303267_695547282360_184905552_35595392_499482794_nToday is a great day because we celebrate the birthday of my huz!  Thanks to the flexibility that my job provides sometimes, I will have birthday lunch with him.  Tonight, we will dedicate the entire evening as a family to him as we have birthday dinner and then something “birthday”-ish.  The girl took him to dinner and a movie on Saturday night because she is cool like that.

Almost seventeen years ago, I said, “I do,” in front of many people at the front of Grace Baptist Church.  The same reasons that I had for saying that then remain today and are why we celebrate my huz on this anniversary of his birth. 

He is loyal, kind, serving, gracious, and an amazing thinker and communicator.  I cannot imagine being married to anyone else.  He has put up with my imperfections, my selfishness, and my Italian-ness (which, by the way, does not always play out well in Minnesota).  I am blessed because he blesses me.

More than just how he blesses me, though, I am moved to share today about how he blesses others. 

My huz is a hospitable man.  For the past several years, we have hosted the church family for a Super Bowl party.  He works hard for weeks beforehand putting together the menu, preparing the food, considering who will be here and what food intolerances they might have, and rearranging our house to fit the needs of a crowd that ranges from 50-80 people.  He has made gourmet pizzas, egg rolls of many flavors, fajita bowls, and more.

My huz is a great communicator of God’s word.  The view from the pastor’s wife’s perspective is rare, but I will share.  I know what time he awakes each morning, how seriously he prepares for not only Sunday mornings but each meeting, and where he spends his time each day.  In order to be able to communicate what he does so well, he reads and reads and reads some more.  He is dedicated to the original languages as well as to several translations in order to ensure that his congregation hears most clearly what God intended to share with His people.  This is a drive inside of him that pushes him to know more so that he can share more.
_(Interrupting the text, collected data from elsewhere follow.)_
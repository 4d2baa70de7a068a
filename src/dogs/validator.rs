//! Creation-validation pipeline
//!
//! A pure decision function over the candidate and a point-in-time snapshot
//! of existing records. Check order is fixed: a candidate failing several
//! checks reports only the first reason.

use super::errors::{ValidationError, ValidationResult};
use super::model::{Dog, NewDog};

/// Validate a candidate against the current store contents.
///
/// Checks, in order:
/// 1. name uniqueness (case-sensitive exact match)
/// 2. tail length >= 0
/// 3. weight > 0
///
/// Does not persist; the caller stages the candidate only on `Ok`.
pub fn validate(candidate: &NewDog, existing: &[Dog]) -> ValidationResult {
    if existing.iter().any(|d| d.name == candidate.name) {
        return Err(ValidationError::DuplicateName);
    }

    if candidate.tail_length < 0 {
        return Err(ValidationError::NegativeTailLength);
    }

    if candidate.weight <= 0 {
        return Err(ValidationError::NonPositiveWeight);
    }

    Ok(())
}
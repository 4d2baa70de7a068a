//! HTTP Server Configuration
//!
//! Configuration for the HTTP server including host, port, CORS settings,
//! and the fixed-window rate limit, loadable from a JSON file.

use std::path::Path;

use serde::{Deserialize, Serialize};

use crate::rate_limit::FixedWindowConfig;

/// HTTP server configuration
#[derive(Debug, Clone, Serialize, Deserialize)]
pub struct HttpServerConfig {
    /// Host to bind to (default: "0.0.0.0")
    #[serde(default = "default_host")]
    pub host: String,

    /// Port to bind to (default: 3000)
    #[serde(default = "default_port")]
    pub port: u16,

    /// CORS allowed origins (default: empty, permissive for development)
    #[serde(default)]
    pub cors_origins: Vec<String>,

    /// Fixed-window rate limit applied to the whole API
    #[serde(default)]
    pub rate_limit: FixedWindowConfig,
}

fn default_host() -> String {
    "0.0.0.0".to_string()
}

fn default_port() -> u16 {
    3000
}

impl Default for HttpServerConfig {
    fn default() -> Self {
        Self {
            host: default_host(),
            port: default_port(),
            cors_origins: Vec::new(),
            rate_limit: FixedWindowConfig::default(),
        }
    }
}

impl HttpServerConfig {
    /// Create a new config with specified port
    pub fn with_port(port: u16) -> Self {
        Self {
            port,
            ..Default::default()
        }
    }

    /// Load configuration from a JSON file; absent fields take defaults
    pub fn load(path: &Path) -> Result<Self, ConfigError> {
        let raw = std::fs::read_to_string(path).map_err(|e| ConfigError {
            path: path.display().to_string(),
            message: e.to_string(),
        })?;
        serde_json::from_str(&raw).map_err(|e| ConfigError {
            path: path.display().to_string(),
            message: e.to_string(),
        })
    }

    /// Get the socket address string
    pub fn socket_addr(&self) -> String {
        format!("{}:{}", self.host, self.port)
    }
}

/// Configuration file failure
#[derive(Debug, Clone, thiserror::Error)]
#[error("failed to load config {path}: {message}")]
pub struct ConfigError {
    path: String,
    message: String,
}
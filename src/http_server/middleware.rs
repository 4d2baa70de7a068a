//! Rate-limit middleware
//!
//! Every request consults the fixed-window limiter before its handler runs;
//! rejected requests short-circuit with 429 and no body.

use std::sync::Arc;
use std::time::Instant;

use axum::{
    extract::{Request, State},
    http::StatusCode,
    middleware::Next,
    response::Response,
};

use crate::rate_limit::{Decision, FixedWindowLimiter, GLOBAL_BUCKET};

/// Admission check applied ahead of every handler
pub async fn rate_limit(
    State(limiter): State<Arc<FixedWindowLimiter>>,
    request: Request,
    next: Next,
) -> Result<Response, StatusCode> {
    match limiter.admit(GLOBAL_BUCKET, Instant::now()) {
        Decision::Admitted => Ok(next.run(request).await),
        Decision::Rejected => {
            tracing::debug!(
                method = %request.method(),
                path = %request.uri().path(),
                "request rejected by rate limiter"
            );
            Err(StatusCode::TOO_MANY_REQUESTS)
        }
    }
}
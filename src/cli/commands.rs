//! CLI command implementations

use std::path::PathBuf;

use super::errors::CliResult;
use crate::http_server::{HttpServer, HttpServerConfig};

/// Run the parsed command
pub async fn run_command(command: super::Command) -> CliResult<()> {
    match command {
        super::Command::Serve { config, host, port } => serve(config, host, port).await,
    }
}

/// Load config (defaults if no file given), apply CLI overrides, serve.
pub async fn serve(
    config: Option<PathBuf>,
    host: Option<String>,
    port: Option<u16>,
) -> CliResult<()> {
    let mut config = match config {
        Some(path) => HttpServerConfig::load(&path)?,
        None => HttpServerConfig::default(),
    };

    if let Some(host) = host {
        config.host = host;
    }
    if let Some(port) = port {
        config.port = port;
    }

    HttpServer::with_config(config).start().await?;
    Ok(())
}
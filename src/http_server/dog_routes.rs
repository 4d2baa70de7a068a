//! Dog HTTP Routes
//!
//! The three API operations: liveness ping, paginated listing, and record
//! creation. Each handler is a thin composition over the query engine,
//! validation pipeline, and record store.

use std::sync::Arc;

use axum::{
    extract::rejection::JsonRejection,
    extract::{Query, State},
    http::{header, StatusCode},
    response::{IntoResponse, Response},
    routing::{get, post},
    Json, Router,
};

use crate::dogs::{self, Dog, NewDog};
use crate::query::{self, DogQuery};
use crate::store::{DogStore, MemoryDogStore, StoreError};

/// Version string returned by the liveness probe
pub const SERVICE_VERSION: &str = "Dogshouseservice.Version1.0.1";

// ==================
// Shared State
// ==================

/// State shared across the dog handlers
pub struct DogState {
    pub store: Arc<dyn DogStore>,
}

impl DogState {
    /// State backed by a fresh in-memory store
    pub fn new() -> Self {
        Self {
            store: Arc::new(MemoryDogStore::new()),
        }
    }

    /// State over an existing store
    pub fn with_store(store: Arc<dyn DogStore>) -> Self {
        Self { store }
    }
}

impl Default for DogState {
    fn default() -> Self {
        Self::new()
    }
}

// ==================
// Dog Routes
// ==================

/// Create the dog API routes
pub fn dog_routes(state: Arc<DogState>) -> Router {
    Router::new()
        .route("/ping", get(ping_handler))
        .route("/dogs", get(list_dogs_handler))
        .route("/dog", post(create_dog_handler))
        .with_state(state)
}

// ==================
// Handlers
// ==================

/// Liveness probe; no inputs, no side effects, always succeeds.
async fn ping_handler() -> impl IntoResponse {
    (StatusCode::OK, SERVICE_VERSION)
}

/// List records, sorted and paginated per the query string.
async fn list_dogs_handler(
    State(state): State<Arc<DogState>>,
    Query(params): Query<DogQuery>,
) -> Result<Json<Vec<Dog>>, Response> {
    let snapshot = state.store.all().await.map_err(store_failure)?;
    Ok(Json(query::apply(snapshot, &params)))
}

/// Create a record after structural decoding and the validation pipeline.
///
/// Decode failures (malformed JSON, missing fields) are rejected with the
/// framework diagnostic before the pipeline runs. Validation is performed
/// against a snapshot before any mutation; the store's unique constraint
/// catches the name race two concurrent creates could otherwise win
/// together, and maps to the same canonical reason.
async fn create_dog_handler(
    State(state): State<Arc<DogState>>,
    payload: Result<Json<NewDog>, JsonRejection>,
) -> Result<Response, Response> {
    let Json(candidate) = payload.map_err(malformed_payload)?;

    let snapshot = state.store.all().await.map_err(store_failure)?;
    dogs::validate(&candidate, &snapshot)
        .map_err(|reason| (StatusCode::BAD_REQUEST, reason.to_string()).into_response())?;

    let created = state.store.insert(candidate).await.map_err(|e| match e {
        StoreError::DuplicateName { .. } => {
            (StatusCode::BAD_REQUEST, e.to_string()).into_response()
        }
        other => store_failure(other),
    })?;

    Ok((
        StatusCode::CREATED,
        [(header::LOCATION, "/dogs")],
        Json(created),
    )
        .into_response())
}

// ==================
// Error Mapping
// ==================

fn malformed_payload(rejection: JsonRejection) -> Response {
    (StatusCode::BAD_REQUEST, rejection.body_text()).into_response()
}

fn store_failure(error: StoreError) -> Response {
    tracing::error!(%error, "record store failure");
    (StatusCode::INTERNAL_SERVER_ERROR, "Record store failure").into_response()
}

#[cfg(test)]
mod tests {
    use super::*;

    #[test]
    fn test_version_string() {
        assert_eq!(SERVICE_VERSION, "Dogshouseservice.Version1.0.1");
    }

    #[test]
    fn test_routes_build() {
        let _router = dog_routes(Arc::new(DogState::new()));
    }
}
My huz has a deep desire that all will come to know that Jesus Christ died to save them from sin, free them from guilt, and allow them to have life everlasting.  I have the honor to sit in the front row of the church most Sunday mornings.  I see his emotions, hear the catches in his voices, and know when the tears will start to flow down his cheeks.  A young person sat behind me a few weeks ago and asked the adult sitting next to her why the pastor cries when he preaches.  The adult responded, “Because he believes this so strongly.”  It is so true.

Happy Birthday, huz!  You encourage me to be a better person, partner with me making me a better mother, and inspire me to share the love of Christ with others. 

May you be blessed as you bless others!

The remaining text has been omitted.